AGENTS.md Template for Horizontal Scaling Strategy
AGENTS.md Template for horizontal scaling strategy to govern AI coding agents in multi-agent orchestration, with explicit roles, handoffs, and tool governance.
Target User
Engineering leaders, platform teams, AI infra engineers
Use Cases
- Define an AGENTS.md for horizontal scaling of AI coding agents
- Coordinate planning across planner and implementer in multi-agent orchestration
- Enforce tool governance and security in scaling deployments
Markdown Template
AGENTS.md Template for Horizontal Scaling Strategy
# AGENTS.md
Project Role
- Product owner / AI infra lead, responsible for the horizontal scaling strategy and governance.
Agent roster and responsibilities
- Planner: defines macro-tasks, timing, dependencies, resource constraints, and multi-agent orchestration plan.
- Implementer: develops agent logic, interfaces to tools, and produces artifacts ready for review and testing.
- Tester: executes unit/integration tests, simulates scaling scenarios, validates result quality.

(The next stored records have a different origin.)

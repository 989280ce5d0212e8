// Copyright 2020 Joyent, Inc.

use std::io::Error;
use std::process;
use std::sync::{Arc, Mutex};

use chrono::Utc;
use clap::{crate_version, App, Arg, ArgMatches};
use serde_json::json;
use slog::{info, o, Drain, Logger};

use mplane::message::{Capability, ResultMessage, Specification};
use mplane::scheduler::{Scheduler, Service};
use mplane::scope::{unparse_time, Extent, Precision, TimeValue, When};

static APP: &'static str = "probe";
static DEFAULT_WHEN: &'static str = "now + 5s / 1s";
static DEFAULT_DEVICE: &'static str = "probe0";

/// A stand-in measurement: reports a simulated idle delay once per
/// scheduled repetition.
struct IdleDelayService {
    cap: Capability,
}

impl IdleDelayService {
    fn new() -> IdleDelayService {
        let mut cap = Capability::new(
            "idle-delay",
            "now ... future / 1s".parse().expect("capability scope"),
        );
        cap.add_parameter("source.device", json!(["probe0", "probe1"]));
        cap.add_result_column("time");
        cap.add_result_column("delay.us");
        IdleDelayService { cap }
    }
}

impl Service for IdleDelayService {
    fn capability(&self) -> &Capability {
        &self.cap
    }

    fn run(
        &self,
        spec: &Specification,
        check_interrupt: &(dyn Fn() -> bool),
    ) -> Result<ResultMessage, Error> {
        let mut res = ResultMessage::from_specification(spec);
        if check_interrupt() {
            return Ok(res);
        }
        let now = Utc::now().naive_utc();
        let delay_us = 1000 + rand::random::<u32>() % 40_000;
        res.set_when(When::new(TimeValue::Absolute(now), Extent::Singleton)?);
        res.set_result_value(
            "time",
            json!(unparse_time(
                TimeValue::Absolute(now),
                Precision::Microseconds
            )),
            0,
        )?;
        res.set_result_value("delay.us", json!(delay_us), 0)?;
        Ok(res)
    }
}

pub fn parse_opts<'a, 'b>(app: String) -> ArgMatches<'a> {
    App::new(app)
        .about("Run a demo measurement component with one scheduled probe")
        .version(crate_version!())
        .arg(
            Arg::with_name("when")
                .help("Temporal scope for the probe (Default: now + 5s / 1s)")
                .long("when")
                .short("w")
                .takes_value(true),
        )
        .arg(
            Arg::with_name("device")
                .help("Source device to probe (Default: probe0)")
                .long("device")
                .short("d")
                .takes_value(true),
        )
        .get_matches()
}

#[tokio::main]
async fn main() {
    let matches = parse_opts(APP.to_string());

    let plain = slog_term::PlainSyncDecorator::new(std::io::stdout());
    let root_log = Logger::root(
        Mutex::new(slog_term::FullFormat::new(plain).build()).fuse(),
        o!("build-id" => "0.1.0"),
    );

    let when = matches
        .value_of("when")
        .unwrap_or(DEFAULT_WHEN)
        .parse::<When>()
        .unwrap_or_else(|e| {
            eprintln!("Error: {}", e);
            process::exit(1)
        });
    let device = matches.value_of("device").unwrap_or(DEFAULT_DEVICE);

    let mut scheduler = Scheduler::new(Some(&root_log));
    scheduler.add_service(Arc::new(IdleDelayService::new()));

    let caps = scheduler.capabilities();
    let mut spec = Specification::from_capability(&caps[0]);
    spec.set_when(when);
    spec.set_parameter_value("source.device", json!(device))
        .unwrap_or_else(|e| {
            eprintln!("Error: {}", e);
            process::exit(1)
        });

    match scheduler.submit(spec) {
        Ok((receipt, job)) => {
            info!(root_log, "measurement pending";
                  "token" => receipt.token().unwrap_or("-"),
                  "when" => %receipt.when());
            job.run().await;
            let results = job.collect_results();
            println!(
                "{}",
                serde_json::to_string_pretty(&results)
                    .expect("results serialize")
            );
        }
        Err(exc) => {
            eprintln!("Error: {}", exc.errmsg());
            process::exit(1)
        }
    }
}
// Copyright 2020 Joyent, Inc.

use std::io::Error;
use std::sync::{Arc, Mutex};
use std::time::Duration as StdDuration;

use chrono::Utc;
use serde_json::json;
use slog::{o, Drain, Level, LevelFilter, Logger};
use tokio::time::sleep;
use tokio_test::block_on;

use mplane::client::Client;
use mplane::message::{
    Capability, Message, Redemption, ResultMessage, Specification,
};
use mplane::scheduler::{Scheduler, Service};
use mplane::scope::{unparse_time, Extent, Precision, TimeValue, When};

struct IdleDelayService {
    cap: Capability,
}

impl IdleDelayService {
    fn new() -> IdleDelayService {
        let mut cap = Capability::new(
            "idle-delay",
            "now ... future / 1s".parse().expect("capability scope"),
        );
        cap.add_parameter("source.device", json!(["probe0", "probe1"]));
        cap.add_result_column("time");
        cap.add_result_column("delay.us");
        IdleDelayService { cap }
    }
}

impl Service for IdleDelayService {
    fn capability(&self) -> &Capability {
        &self.cap
    }

    fn run(
        &self,
        spec: &Specification,
        check_interrupt: &(dyn Fn() -> bool),
    ) -> Result<ResultMessage, Error> {
        let mut res = ResultMessage::from_specification(spec);
        if check_interrupt() {
            return Ok(res);
        }
        let now = Utc::now().naive_utc();
        res.set_when(When::new(TimeValue::Absolute(now), Extent::Singleton)?);
        res.set_result_value(
            "time",
            json!(unparse_time(
                TimeValue::Absolute(now),
                Precision::Microseconds
            )),
            0,
        )?;
        res.set_result_value("delay.us", json!(4200), 0)?;
        Ok(res)
    }
}

fn test_log() -> Logger {
    let plain = slog_term::PlainSyncDecorator::new(std::io::stdout());
    Logger::root(
        Mutex::new(LevelFilter::new(
            slog_term::FullFormat::new(plain).build(),
            Level::Info,
        ))
        .fuse(),
        o!("build-id" => "0.1.0"),
    )
}

fn component() -> Scheduler {
    let log = test_log();
    let mut scheduler = Scheduler::new(Some(&log));
    scheduler.add_service(Arc::new(IdleDelayService::new()));
    scheduler
}

async fn wait_for_finish(job: &Arc<mplane::scheduler::Job>) {
    // generous bound so a wedged job fails the test instead of hanging it
    for _ in 0..600 {
        if job.finished() {
            return;
        }
        sleep(StdDuration::from_millis(100)).await;
    }
    panic!("job did not finish in time");
}

#[test]
fn client_component_measurement_exchange() {
    block_on(async {
        let scheduler = component();
        let mut client = Client::new(None);

        // capability discovery
        for cap in scheduler.capabilities() {
            client
                .handle_message(Message::Capability(cap))
                .expect("capability handled");
        }
        let cap = client
            .capability_by_label("idle-delay")
            .expect("capability cached")
            .clone();

        // fill in a specification and send it
        let mut spec = Specification::from_capability(&cap);
        spec.set_when("now + 2s / 1s".parse::<When>().unwrap());
        spec.set_parameter_value("source.device", json!("probe0"))
            .expect("parameter set");
        spec.retoken();
        spec.relabel("idle-delay-0");

        let (receipt, job) = scheduler.submit(spec).expect("specification accepted");
        client
            .handle_message(Message::Receipt(receipt.clone()))
            .expect("receipt handled");
        assert_eq!(client.receipts().len(), 1);

        // a redemption before completion just returns the receipt
        let redemption = Redemption::from_receipt(&receipt);
        match scheduler.redeem(&redemption) {
            Message::Receipt(r) => assert_eq!(r.token(), receipt.token()),
            other => panic!("unexpected {:?}", other),
        }

        let runner = Arc::clone(&job);
        let handle = tokio::spawn(async move { runner.run().await });
        wait_for_finish(&job).await;
        handle.await.expect("job task");

        // three instants fall in a two second scope at a one second period
        let reply = scheduler.redeem(&redemption);
        match &reply {
            Message::Envelope(envelope) => {
                assert_eq!(envelope.len(), 3);
                for msg in envelope.messages() {
                    assert_eq!(msg.kind(), "result");
                }
            }
            other => panic!("unexpected {:?}", other),
        }

        // repetition results share the token, so the client cache
        // collapses them and redeems the pending receipt
        client.handle_message(reply).expect("results handled");
        assert!(client.receipts().is_empty());
        assert_eq!(client.results().len(), 1);
        assert_eq!(
            client.results()[0].result_value("delay.us", 0),
            Some(&json!(4200))
        );
    });
}

#[test]
fn unbounded_job_stops_on_interrupt() {
    block_on(async {
        let scheduler = component();
        let caps = scheduler.capabilities();
        let mut spec = Specification::from_capability(&caps[0]);
        spec.set_when("now ... future / 1s".parse::<When>().unwrap());
        spec.set_parameter_value("source.device", json!("probe1"))
            .expect("parameter set");

        let (_, job) = scheduler.submit(spec).expect("specification accepted");
        let runner = Arc::clone(&job);
        let handle = tokio::spawn(async move { runner.run().await });

        sleep(StdDuration::from_millis(2500)).await;
        assert!(!job.finished());
        job.interrupt();
        handle.await.expect("job task");
        assert!(job.finished());

        match job.collect_results() {
            Message::Envelope(envelope) => {
                assert!(envelope.len() >= 2, "got {} results", envelope.len());
                for msg in envelope.messages() {
                    assert_eq!(msg.kind(), "result");
                }
            }
            other => panic!("unexpected {:?}", other),
        }
    });
}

- Researcher: gathers domain requirements, data sources, and external constraints.
- Reviewer: performs code and plan reviews, enforces standards and safety checks.
- Domain Specialist: ensures domain-specific rules and compliance are respected.

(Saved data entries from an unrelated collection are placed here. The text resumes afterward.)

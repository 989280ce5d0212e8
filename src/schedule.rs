// Copyright 2020 Joyent, Inc.

//! Calendar-based repetition of a temporal scope.
//!
//! A schedule wraps one [`When`](crate::scope::When) with crontab-like
//! sets of months, days, days of week, hours, minutes, and seconds, and
//! is used to specify repetitions of single measurements in a
//! specification. Designed to be broadly compatible with LMAP
//! calendar-based scheduling. An empty set leaves its field unfiltered.

use std::collections::BTreeSet;

use chrono::{Datelike, Duration, NaiveDateTime, Timelike};
use serde::de::{self, Deserialize, Deserializer};
use serde::ser::{Serialize, SerializeMap, Serializer};
use serde_json::{Map, Value};

use crate::scope::{ScopeError, When};

pub const KEY_WHEN: &str = "when";
pub const KEY_MONTHS: &str = "months";
pub const KEY_DAYS: &str = "days";
pub const KEY_WEEKDAYS: &str = "weekdays";
pub const KEY_HOURS: &str = "hours";
pub const KEY_MINUTES: &str = "minutes";
pub const KEY_SECONDS: &str = "seconds";

const SET_SEP: &str = ",";

// Monday is 0, matching chrono's days-from-Monday numbering.
const DOW_LABEL: [&str; 7] = ["mo", "tu", "we", "th", "fr", "sa", "so"];

/// Parse a comma-separated set of integers. Duplicates collapse.
pub fn parse_numset(text: &str) -> Result<BTreeSet<u32>, ScopeError> {
    let mut set = BTreeSet::new();
    for token in text.split(SET_SEP) {
        let n = token
            .trim()
            .parse::<u32>()
            .map_err(|_| ScopeError::MalformedNumberSet(text.to_string()))?;
        set.insert(n);
    }
    Ok(set)
}

pub fn unparse_numset(set: &BTreeSet<u32>) -> String {
    let tokens: Vec<String> = set.iter().map(|n| n.to_string()).collect();
    tokens.join(SET_SEP)
}

/// Parse a comma-separated set of two-letter weekday abbreviations.
pub fn parse_wdayset(text: &str) -> Result<BTreeSet<u32>, ScopeError> {
    let mut set = BTreeSet::new();
    for token in text.split(SET_SEP) {
        let token = token.trim();
        match DOW_LABEL.iter().position(|&label| label == token) {
            Some(day) => {
                set.insert(day as u32);
            }
            None => return Err(ScopeError::UnknownWeekday(token.to_string())),
        }
    }
    Ok(set)
}

pub fn unparse_wdayset(set: &BTreeSet<u32>) -> String {
    let labels: Vec<&str> = set
        .iter()
        .filter_map(|&day| DOW_LABEL.get(day as usize).cloned())
        .collect();
    labels.join(SET_SEP)
}

/// A temporal scope refined by calendar filters, yielding the recurring
/// instants at which an enclosing specification should execute. The
/// wrapped [`When`] bounds the repetition and supplies the step period;
/// the schedule has no temporal meaning without it.
#[derive(Clone, Debug, Eq, PartialEq)]
pub struct Schedule {
    when: When,
    months: BTreeSet<u32>,
    days: BTreeSet<u32>,
    weekdays: BTreeSet<u32>,
    hours: BTreeSet<u32>,
    minutes: BTreeSet<u32>,
    seconds: BTreeSet<u32>,
}

impl Schedule {
    /// An unfiltered schedule: every instant within `when`, at the
    /// period step.
    pub fn new(when: When) -> Schedule {
        Schedule {
            when,
            months: BTreeSet::new(),
            days: BTreeSet::new(),
            weekdays: BTreeSet::new(),
            hours: BTreeSet::new(),
            minutes: BTreeSet::new(),
            seconds: BTreeSet::new(),
        }
    }

    pub fn with_months(mut self, months: BTreeSet<u32>) -> Schedule {
        self.months = months;
        self
    }

    pub fn with_days(mut self, days: BTreeSet<u32>) -> Schedule {
        self.days = days;
        self
    }

    pub fn with_weekdays(mut self, weekdays: BTreeSet<u32>) -> Schedule {
        self.weekdays = weekdays;
        self
    }

    pub fn with_hours(mut self, hours: BTreeSet<u32>) -> Schedule {
        self.hours = hours;
        self
    }

    pub fn with_minutes(mut self, minutes: BTreeSet<u32>) -> Schedule {
        self.minutes = minutes;
        self
    }

    pub fn with_seconds(mut self, seconds: BTreeSet<u32>) -> Schedule {
        self.seconds = seconds;
        self
    }

    pub fn when(&self) -> &When {
        &self.when
    }

    /// Build a schedule from its wire mapping. The `when` key is
    /// mandatory; absent filter keys leave their fields unfiltered.
    pub fn from_map(map: &Map<String, Value>) -> Result<Schedule, ScopeError> {
        let when = match str_entry(map, KEY_WHEN)? {
            Some(text) => text.parse::<When>()?,
            None => {
                return Err(ScopeError::InvalidScope(String::from(
                    "a schedule requires a when",
                )))
            }
        };
        let mut sched = Schedule::new(when);
        if let Some(text) = str_entry(map, KEY_MONTHS)? {
            sched.months = parse_numset(text)?;
        }
        if let Some(text) = str_entry(map, KEY_DAYS)? {
            sched.days = parse_numset(text)?;
        }
        if let Some(text) = str_entry(map, KEY_WEEKDAYS)? {
            sched.weekdays = parse_wdayset(text)?;
        }
        if let Some(text) = str_entry(map, KEY_HOURS)? {
            sched.hours = parse_numset(text)?;
        }
        if let Some(text) = str_entry(map, KEY_MINUTES)? {
            sched.minutes = parse_numset(text)?;
        }
        if let Some(text) = str_entry(map, KEY_SECONDS)? {
            sched.seconds = parse_numset(text)?;
        }
        Ok(sched)
    }

    /// Render the wire mapping: only the `when` and the non-empty
    /// filter fields appear.
    pub fn to_map(&self) -> Map<String, Value> {
        let mut map = Map::new();
        map.insert(KEY_WHEN.to_string(), Value::String(self.when.to_string()));
        if !self.months.is_empty() {
            map.insert(
                KEY_MONTHS.to_string(),
                Value::String(unparse_numset(&self.months)),
            );
        }
        if !self.days.is_empty() {
            map.insert(
                KEY_DAYS.to_string(),
                Value::String(unparse_numset(&self.days)),
            );
        }
        if !self.weekdays.is_empty() {
            map.insert(
                KEY_WEEKDAYS.to_string(),
                Value::String(unparse_wdayset(&self.weekdays)),
            );
        }
        if !self.hours.is_empty() {
            map.insert(
                KEY_HOURS.to_string(),
                Value::String(unparse_numset(&self.hours)),
            );
        }
        if !self.minutes.is_empty() {
            map.insert(
                KEY_MINUTES.to_string(),
                Value::String(unparse_numset(&self.minutes)),
            );
        }
        if !self.seconds.is_empty() {
            map.insert(
                KEY_SECONDS.to_string(),
                Value::String(unparse_numset(&self.seconds)),
            );
        }
        map
    }

    /// Iterate the instants this schedule matches, starting from a
    /// reference instant (truncated to whole seconds). Any `now`-relative
    /// scope is resolved against that same instant, once. The sequence
    /// ends only when the scope is exhausted; an unbounded scope yields
    /// forever and must be bounded by the caller.
    pub fn instants(&self, tzero: NaiveDateTime) -> ScheduleIter {
        let tzero = tzero.with_nanosecond(0).unwrap_or(tzero);
        let step = self
            .when
            .period()
            .unwrap_or_else(|| Duration::seconds(1));

        // fast forward if the reference instant falls before the scope,
        // so iteration begins at the scope's start
        let mut cursor = tzero;
        let lag = self.when.sort_scope(cursor, tzero);
        if lag < Duration::zero() {
            cursor = cursor - lag;
        }

        ScheduleIter {
            schedule: self,
            tzero,
            cursor: Some(cursor),
            step,
        }
    }

    fn matches(&self, t: NaiveDateTime) -> bool {
        (self.seconds.is_empty() || self.seconds.contains(&t.second()))
            && (self.minutes.is_empty() || self.minutes.contains(&t.minute()))
            && (self.hours.is_empty() || self.hours.contains(&t.hour()))
            && (self.days.is_empty() || self.days.contains(&t.day()))
            && (self.weekdays.is_empty()
                || self
                    .weekdays
                    .contains(&t.weekday().num_days_from_monday()))
            && (self.months.is_empty() || self.months.contains(&t.month()))
    }
}

/// Lazy iterator over a schedule's matching instants. Termination on
/// scope exit is the only way the sequence ends.
pub struct ScheduleIter<'a> {
    schedule: &'a Schedule,
    tzero: NaiveDateTime,
    cursor: Option<NaiveDateTime>,
    step: Duration,
}

impl<'a> Iterator for ScheduleIter<'a> {
    type Item = NaiveDateTime;

    fn next(&mut self) -> Option<NaiveDateTime> {
        loop {
            let t = self.cursor?;
            if !self.schedule.when.in_scope(t, self.tzero) {
                self.cursor = None;
                return None;
            }
            self.cursor = Some(t + self.step);
            if self.schedule.matches(t) {
                return Some(t);
            }
        }
    }
}

fn str_entry<'a>(
    map: &'a Map<String, Value>,
    key: &str,
) -> Result<Option<&'a str>, ScopeError> {
    match map.get(key) {
        None => Ok(None),
        Some(value) => value.as_str().map(Some).ok_or_else(|| {
            ScopeError::InvalidScope(format!("schedule key {} must be a string", key))
        }),
    }
}

impl Serialize for Schedule {
    fn serialize<S>(&self, serializer: S) -> Result<S::Ok, S::Error>
    where
        S: Serializer,
    {
        let map = self.to_map();
        let mut ser = serializer.serialize_map(Some(map.len()))?;
        for (key, value) in &map {
            ser.serialize_entry(key, value)?;
        }
        ser.end()
    }
}

impl<'de> Deserialize<'de> for Schedule {
    fn deserialize<D>(deserializer: D) -> Result<Schedule, D::Error>
    where
        D: Deserializer<'de>,
    {
        let map = Map::deserialize(deserializer)?;
        Schedule::from_map(&map).map_err(de::Error::custom)
    }
}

- Orchestrator / Supervisor: oversees health, triggers handoffs, enforces policies, and handles escalation.
Supervisor or orchestrator behavior
- Monitors progress, enforces guardrails, routes work between agents, and escalates risk to humans when needed.
- Maintains a single source of truth for decisions, tasks, and artifacts.
Handoff rules between agents
- Planner -> Implementer: hand off task plan, input data, and acceptance criteria; provide memory and source citations.
- Implementer -> Tester: hand off artifacts, test plans, and expected outcomes.
- Tester -> Reviewer: hand off test results and recommended changes.
- Reviewer -> Planner: approve changes or request rework; log decisions in memory.
Context, memory, and source-of-truth rules
- All decisions are stored in a memory store with citations to data sources.
- Use a single canonical context per task; avoid diverging contexts across agents.
- Source-of-truth must be traceable to inputs (data sources, API responses, logs).
Tool access and permission rules
- Tools: read_data, write_repo, run_tests, call_api, access_secrets (restricted to approved scopes).
- Secrets must be retrieved from a secure store; never hard-code credentials.
- Changes to production systems require a formal approval gate.
Architecture rules
- Prefer modular, stateless agents with clear input/output contracts.
- Avoid global mutable state; use event-driven memory with versioning.
- Logging and observability must be enabled for all tasks.
File structure rules
- Use a dedicated workflow directory: /workflows/horizontal-scaling/
- Subfolders: /agents, /configs, /policies, /data, /docs
Data, API, or integration rules when relevant
- All external calls must be authenticated; respect rate limits and retries.
- Validate API responses with schema checks; reject malformed data.
Validation rules
- Each artifact must pass unit tests and integration checks.
- Validate that orchestration satisfies scaling constraints (latency, throughput).
Security rules
- Do not leak secrets; encrypt sensitive data at rest and in transit.
- Keyboard-privacy and data minimization principles apply to data exposure in logs.
Testing rules
- Include tests for scaling edge cases, failure modes, and rollbacks.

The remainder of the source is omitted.